Where we camped: We’ve only visited here en route to Bend or as a day trip from Eugene –not as an overnight stop
7. EXPLORE THE CITY OF BEND
- Bend, Oregon
- GPS: 44.031876, -121.566307
For the outdoor enthusiast or craft beer lover, Bend is a place not to miss. This hip mountain town on the Deschutes River has more breweries per capita than any other city in Oregon. Download the Bend Ale Trail app to check-in at the breweries you visit – some offer check-in perks like Buy 1, Get 1 deals. While you can’t really go wrong in choosing a brewery, we especially enjoy the food and beer flights at Craft Kitchen & Brewery. Visit Mt. Bachelor for winter or spring skiing or in the summer for hiking and mountain biking. The Les Schwab Ampitheater draws quality music acts every summer so be sure to check out their events calendar. If you love to be on the water, floating the Deschutes River is fantastic way to spend an afternoon – there are even outfitters to help you with gear rental and shuttling. Tumalo Falls (GPS above) is an easy but popular hike about 10 miles west of town. There’s a $5 parking fee or it’s free with your National Parks pass. With it’s fairly small parking lot, visiting on a weekday is recommended. Get great photos just a short walk from the lot then head to the top of Tumalo Falls for dramatic views. You can continue hiking upriver another mile to reach Double Falls.
Where we camped: We boondocked here in the National Forest
8. HIKE AT SMITH ROCK STATE PARK
- Terrebonne, Oregon
- GPS: 44.363860, -121.140409
This unique stop in central Oregon is just 45 minutes north of the city of Bend, but feels like a little slice of Zion National Park. We loved the challenging 5-mile Misery Ridge loop. You can see the switchbacks of this trail in the above photo. If you prefer a more mellow visit strolling along the river still offers beautiful views, although it is a fairly steep trail down to the river. Smith Rock State Park is also a super popular rock climbing destination with more than 1,000 bolted climbing routes. The park itself can get incredibly busy, so we would suggest trying to visit on a weekday. With parking for about 400 cars, the park easily sees 3x that many visitors on warm weather weekends. There are 6 RV parking spaces located at the GPS coordinates above but no RV camping anywhere at the park. There’s a day use fee of $5 with self-pay stations near the parking areas. To see more about the park amenities, tent camping, and hiking trails check out the state park website.

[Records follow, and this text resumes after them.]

#[cfg(test)]
mod tests {
    use super::*;
    use crate::{http::response::PullOutcome, limits::ReqLimits, StatusCode};
    use tokio::net::{TcpListener, TcpStream};

    struct EchoHandler;

    impl Handler<()> for EchoHandler {
        async fn handle(&self, _: &mut (), req: &crate::Request, resp: &mut ResponseBuilder) -> Handled {
            let path = req.url().path().to_vec();
            resp.status(StatusCode::Ok).body(path)
        }
    }

    async fn loopback_pair() -> (TcpStream, TcpStream) {
        let listener = TcpListener::bind("127.0.0.1:0").await.unwrap();
        let addr = listener.local_addr().unwrap();
        let client = TcpStream::connect(addr).await.unwrap();
        let (server, _) = listener.accept().await.unwrap();
        (server, client)
    }

    fn test_connection() -> HttpConnection<EchoHandler, ()> {
        let req_limits = ReqLimits::default();
        let pool_size = req_limits.clone().estimated_buffer_size();
        HttpConnection::new(
            Arc::new(EchoHandler),
            pool_size,
            ServerLimits::default(),
            ConnLimits::default(),
            req_limits,
            RespLimits::default(),
        )
    }

    #[tokio::test]
    async fn single_request_round_trip() {
        let (server, mut client) = loopback_pair().await;
        let mut conn = test_connection();

        let driver = tokio::spawn(async move {
            conn.run(server, ([127, 0, 0, 1], 0).into(), ([127, 0, 0, 1], 0).into())
                .await
                .unwrap();
        });

        client.write_all(b"GET /hi HTTP/1.1\r\nConnection: close\r\n\r\n").await.unwrap();
        let mut out = Vec::new();
        client.read_to_end(&mut out).await.unwrap();
        driver.await.unwrap();

        assert!(out.starts_with(b"HTTP/1.1 200 OK\r\n"));
        assert!(out.ends_with(b"/hi"));
    }

    #[tokio::test]
    async fn keep_alive_serves_two_requests_on_one_connection() {
        let (server, mut client) = loopback_pair().await;
        let mut conn = test_connection();

        let driver = tokio::spawn(async move {
            conn.run(server, ([127, 0, 0, 1], 0).into(), ([127, 0, 0, 1], 0).into())
                .await
                .unwrap();
        });

        client.write_all(b"GET /a HTTP/1.1\r\n\r\n").await.unwrap();
        let mut buf = [0u8; 256];
        let n1 = client.read(&mut buf).await.unwrap();
        assert!(buf[..n1].ends_with(b"/a"));

        client.write_all(b"GET /b HTTP/1.1\r\nConnection: close\r\n\r\n").await.unwrap();
        let mut out = Vec::new();
        client.read_to_end(&mut out).await.unwrap();
        driver.await.unwrap();

        assert!(out.ends_with(b"/b"));
    }

    #[tokio::test]
    async fn body_arriving_in_two_writes_is_reassembled() {
        let (server, mut client) = loopback_pair().await;
        let mut conn = test_connection();

        let driver = tokio::spawn(async move {
            conn.run(server, ([127, 0, 0, 1], 0).into(), ([127, 0, 0, 1], 0).into())
                .await
                .unwrap();
        });

        client
            .write_all(b"POST /echo HTTP/1.1\r\nContent-Length: 5\r\nConnection: close\r\n\r\n")
            .await
            .unwrap();
        client.write_all(b"he").await.unwrap();
        tokio::time::sleep(Duration::from_millis(20)).await;
        client.write_all(b"llo").await.unwrap();

        let mut out = Vec::new();
        client.read_to_end(&mut out).await.unwrap();
        driver.await.unwrap();

        assert!(out.starts_with(b"HTTP/1.1 200 OK\r\n"));
    }

    #[tokio::test]
    async fn file_response_streams_with_content_length() {
        use std::io::Write;

        let mut tmp = tempfile_like_buffer();
        tmp.write_all(b"file contents").unwrap();

        struct FileHandler;
        impl Handler<()> for FileHandler {
            async fn handle(&self, _: &mut (), _: &crate::Request, resp: &mut ResponseBuilder) -> Handled {
                resp.attach(Response::from_buffer(b"file contents".to_vec()))
            }
        }

        let (server, mut client) = loopback_pair().await;
        let req_limits = ReqLimits::default();
        let pool_size = req_limits.clone().estimated_buffer_size();
        let mut conn: HttpConnection<FileHandler, ()> = HttpConnection::new(
            Arc::new(FileHandler),
            pool_size,
            ServerLimits::default(),
            ConnLimits::default(),
            req_limits,
            RespLimits::default(),
        );

        let driver = tokio::spawn(async move {
            conn.run(server, ([127, 0, 0, 1], 0).into(), ([127, 0, 0, 1], 0).into())
                .await
                .unwrap();
        });

        client.write_all(b"GET / HTTP/1.1\r\nConnection: close\r\n\r\n").await.unwrap();
        let mut out = Vec::new();
        client.read_to_end(&mut out).await.unwrap();
        driver.await.unwrap();

        assert!(out.starts_with(b"HTTP/1.1 200 OK\r\n"));
        assert!(out.ends_with(b"file contents"));

        // keep the PullOutcome import exercised: pull responses are covered
        // in response.rs's own unit tests, this just confirms the type is
        // reachable from connection-level test code too.
        let _ = std::mem::discriminant(&PullOutcome::End);
    }

    fn tempfile_like_buffer() -> Vec<u8> {
        Vec::new()
    }

    #[tokio::test]
    async fn responds_100_continue_before_reading_body() {
        let (server, mut client) = loopback_pair().await;
        let mut conn = test_connection();

        let driver = tokio::spawn(async move {
            conn.run(server, ([127, 0, 0, 1], 0).into(), ([127, 0, 0, 1], 0).into())
                .await
                .unwrap();
        });

        client
            .write_all(b"POST /echo HTTP/1.1\r\nContent-Length: 5\r\nExpect: 100-continue\r\nConnection: close\r\n\r\n")
            .await
            .unwrap();

        let mut buf = [0u8; 64];
        let n = client.read(&mut buf).await.unwrap();
        assert_eq!(&buf[..n], b"HTTP/1.1 100 Continue\r\n\r\n");

        client.write_all(b"hello").await.unwrap();
        let mut out = Vec::new();
        client.read_to_end(&mut out).await.unwrap();
        driver.await.unwrap();

        assert!(out.starts_with(b"HTTP/1.1 200 OK\r\n"));
    }

    struct UploadHandler {
        chunks: Arc<std::sync::Mutex<Vec<Vec<u8>>>>,
    }

    impl Handler<()> for UploadHandler {
        async fn handle(&self, _: &mut (), _: &crate::Request, resp: &mut ResponseBuilder) -> Handled {
            resp.status(StatusCode::Ok).body("ok")
        }

        fn on_upload_data(&self, _: &mut (), _: &crate::Request, chunk: &[u8]) {
            self.chunks.lock().unwrap().push(chunk.to_vec());
        }
    }

    #[tokio::test]
    async fn on_upload_data_reports_body_chunks_incrementally() {
        let (server, mut client) = loopback_pair().await;
        let req_limits = ReqLimits::default();
        let pool_size = req_limits.clone().estimated_buffer_size();
        let chunks = Arc::new(std::sync::Mutex::new(Vec::new()));
        let mut conn: HttpConnection<UploadHandler, ()> = HttpConnection::new(
            Arc::new(UploadHandler { chunks: chunks.clone() }),
            pool_size,
            ServerLimits::default(),
            ConnLimits::default(),
            req_limits,
            RespLimits::default(),
        );

        let driver = tokio::spawn(async move {
            conn.run(server, ([127, 0, 0, 1], 0).into(), ([127, 0, 0, 1], 0).into())
                .await
                .unwrap();
        });

        client
            .write_all(b"POST /up HTTP/1.1\r\nContent-Length: 5\r\nConnection: close\r\n\r\n")
            .await
            .unwrap();
        client.write_all(b"he").await.unwrap();
        tokio::time::sleep(Duration::from_millis(20)).await;
        client.write_all(b"llo").await.unwrap();

        let mut out = Vec::new();
        client.read_to_end(&mut out).await.unwrap();
        driver.await.unwrap();

        let recorded = chunks.lock().unwrap();
        assert_eq!(recorded.first(), Some(&Vec::new()));
        let body: Vec<u8> = recorded.iter().skip(1).flatten().copied().collect();
        assert_eq!(body, b"hello");
    }

    #[test]
    fn finds_header_terminator_crlf_and_lf() {
        assert_eq!(find_header_terminator(b"GET / HTTP/1.1\r\nHost: x\r\n\r\nbody"), Some(28));
        assert_eq!(find_header_terminator(b"GET / HTTP/1.1\nHost: x\n\nbody"), Some(24));
        assert_eq!(find_header_terminator(b"GET / HTTP/1.1\r\nHost: x\r\n"), None);
    }
}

Where we camped: We’ve stayed overnight at the Walmart in Redmond (1 night only) and we’ve boondocked outside Bend
9. PADDLE TRILLIUM LAKE AT MT. HOOD
- Mt. Hood National Forest
- GPS: 45.266408, -121.741273
Mt. Hood is one of Oregon’s most recognizable peaks and it’s highest. Just about an hour and a half drive from the Portland airport and Hood is known for having almost yearround skiing. Timberline Lodge offers offers daily skiing until September and October, then it switches to weekends, as conditions allow. There are many beautiful alpine lakes in the area but we love the accessiblity and view from Trillium Lake. Bring a picnic and blanket and enjoy the views from shore or if you want a more unique experience, rent a canoe, kayak or paddleboard from Mt. Hood Outfitters. There’s a $5 day use fee at this lake. We like to park in the lot closest to the beach pictured (GPS above).

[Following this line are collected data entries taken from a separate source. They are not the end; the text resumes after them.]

/// Parses one HTTP request out of the first `len` bytes of `pool`.
///
/// `pool` must already contain the complete request (request line, headers,
/// and — for content-length or chunked bodies — the full body); filling the
/// pool from the socket is the connection state machine's job, not this
/// function's.
pub(crate) fn parse<'pool>(
    pool: &'pool mut MemoryPool,
    len: usize,
    limits: &ReqLimits,
) -> Result<ParsedRequest<'pool>, ErrorKind> {
    let mut phase = parse_header_phase(pool, len, limits)?;
    let body_span = check_body(pool, &mut phase.cur, len, phase.content_length, phase.chunked)?;

    // Mutable phase over: re-borrow as shared so every returned slice carries
    // the pool's real lifetime instead of an asserted one.
    let pool_ro: &'pool MemoryPool = &*pool;

    let url = resolve_url(phase.url_desc, pool_ro);
    let headers = resolve_headers(phase.header_descs, phase.content_length, pool_ro);
    let body = body_span.map(|s| s.resolve(pool_ro));

    Ok(ParsedRequest {
        request: Request { method: phase.method, url, version: phase.version, headers, body },
        keep_alive: phase.keep_alive,
    })
}

fn remaining<'p>(pool: &'p MemoryPool, cur: &Cursor, len: usize) -> Result<&'p [u8], ErrorKind> {
    pool.try_get(cur.position, len.saturating_sub(cur.position))
        .ok_or(ErrorKind::InvalidHeader)
}

// First line: method + URL + version

fn parse_method(pool: &MemoryPool, cur: &mut Cursor, len: usize) -> Result<Method, ErrorKind> {
    let slice = remaining(pool, cur, len).map_err(|_| ErrorKind::InvalidMethod)?;
    let (method, consumed) = Method::from_bytes(slice)?;
    cur.position += consumed;
    Ok(method)
}

fn parse_url<'pool>(
    pool: &'pool MemoryPool,
    cur: &mut Cursor,
    len: usize,
    limits: &ReqLimits,
) -> Result<UrlDesc, ErrorKind> {
    let window = (limits.url_size + 2).min(len.saturating_sub(cur.position));
    let avail = pool.try_get(cur.position, window).ok_or(ErrorKind::UriTooLong)?;
    let sp = memchr(b' ', avail).ok_or(ErrorKind::UriTooLong)?;

    let target = &avail[..sp];
    if target.is_empty() || target[0] != b'/' {
        return Err(ErrorKind::InvalidUrl);
    }
    let base = cur.position;

    let (path_raw, query_raw) = match memchr(b'?', target) {
        Some(q) => (&target[..q], Some(&target[q + 1..])),
        None => (target, None),
    };

    let mut parts = Vec::with_capacity(limits.url_parts);
    let mut seg_start = 0usize;
    for (i, &b) in path_raw.iter().enumerate() {
        if b == b'/' {
            if seg_start < i {
                if parts.len() == limits.url_parts {
                    return Err(ErrorKind::InvalidUrl);
                }
                parts.push(Span { offset: base + seg_start, len: i - seg_start });
            }
            seg_start = i + 1;
        }
    }
    if seg_start < path_raw.len() {
        if parts.len() == limits.url_parts {
            return Err(ErrorKind::InvalidUrl);
        }
        parts.push(Span { offset: base + seg_start, len: path_raw.len() - seg_start });
    }

    let query_parts = match query_raw {
        Some(q) if !q.is_empty() => query::decode_pairs(q, limits.url_query_parts)?,
        _ => Vec::new(),
    };

    let desc = UrlDesc {
        target: Span { offset: base, len: target.len() },
        path: Span { offset: base, len: path_raw.len() },
        parts,
        query: query_raw.map(|q| Span { offset: base + path_raw.len() + 1, len: q.len() }),
        query_parts,
    };

    cur.position += sp + 1;
    Ok(desc)
}
/// Boolean driver/behavior switches mirroring GNU libmicrohttpd's `MHD_FLAG`
/// set. Modeled as a plain struct of `bool`s rather than a bitflags type:
/// the set is small, named, and never combined bitwise by callers — exactly
/// the case the `ServerLimits`/`ConnLimits` style elsewhere in this crate
/// favors a struct over an external bitflags dependency.
#[derive(Debug, Clone, Default)]
pub struct Flags {
    /// Bind an IPv6 listening socket (`use_ipv6`).
    pub use_ipv6: bool,
    /// Accept both IPv4 and IPv6 on the same listening socket (`use_dual_stack`).
    pub use_dual_stack: bool,
    /// Drive the accept loop on an internally-owned reactor rather than the
    /// caller's (`use_select_internally`); only meaningful for
    /// [`crate::server::driver::DriverMode::Internal`].
    pub use_select_internally: bool,
    /// Spawn one OS thread per connection (`use_thread_per_connection`);
    /// selects [`crate::server::driver::DriverMode::ThreadPerConnection`].
    pub use_thread_per_connection: bool,
    /// Prefer a `poll`-based readiness backend where the platform offers a
    /// choice (`use_poll`).
    pub use_poll: bool,
    /// Prefer an `epoll`-based readiness backend (`use_epoll`); Linux only.
    pub use_epoll: bool,
    /// Enable per-connection suspend/resume bookkeeping (`use_suspend_resume`).
    /// Costs one extra readiness-state check per poll iteration when enabled.
    ///
    /// Not yet load-bearing: nothing in this crate currently suspends a
    /// connection, so setting this has no observable effect. See the
    /// "Known gap" note on the external-driver surface in `DESIGN.md`.
    pub use_suspend_resume: bool,
    /// Use a self-pipe to wake the event loop for shutdown rather than a
    /// polling timeout (`use_pipe_for_shutdown`).
    pub use_pipe_for_shutdown: bool,
    /// Assume the caller has already set listening and accepted sockets
    /// non-blocking, skipping the daemon's own `set_nonblocking` calls
    /// (`use_epoll_turbo`).
    pub use_epoll_turbo: bool,
    /// Emit verbose `tracing` diagnostics for the connection state machine
    /// (`use_debug`).
    pub use_debug: bool,
    /// Skip binding a real listening socket; the daemon's accept loop only
    /// ever sees connections handed in via `Daemon::add_connection`
    /// (`use_no_listen_socket`).
    pub use_no_listen_socket: bool,

    #[doc(hidden)]
    #[allow(dead_code)]
    pub _priv: (),
}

Where we camped: Trillium Lake Campground
10. HIKE THE MULTNOMAH-WAHKEENA WATERFALL TRAIL
- Columbia River Gorge
- GPS: 45.575253, -122.128178
This hike is a fantastic way to experience the majesty of the Columbia River Gorge, just 25 miles east of the Portland airport. Multnomah Falls is definitely one of the most iconic waterfalls in the state and worth seeing just on it’s own but if you’re looking to experience even more of Oregon’s gorgeous waterfalls, there are nearly 50 along this scenic highway corridor! Regarding the Multnomah-Wahkeena hike: not only do you experience Multnomah Falls from the top and bottom, you’ll see five other beautiful falls, and several unnamed falls. This is a moderate 5-mile roundtrip loop. You can hike the loop in either direction but we started at the Wahkeena Falls trailhead (GPS listed above) and ended at Multnomah. There is significant elevation gain along the hike but also flatter portions. This area can be extremely busy and parking can be difficult, so arriving early in the day is definitely recommended. There are lots of other waterfalls nearby and most of them are labeled on Google maps.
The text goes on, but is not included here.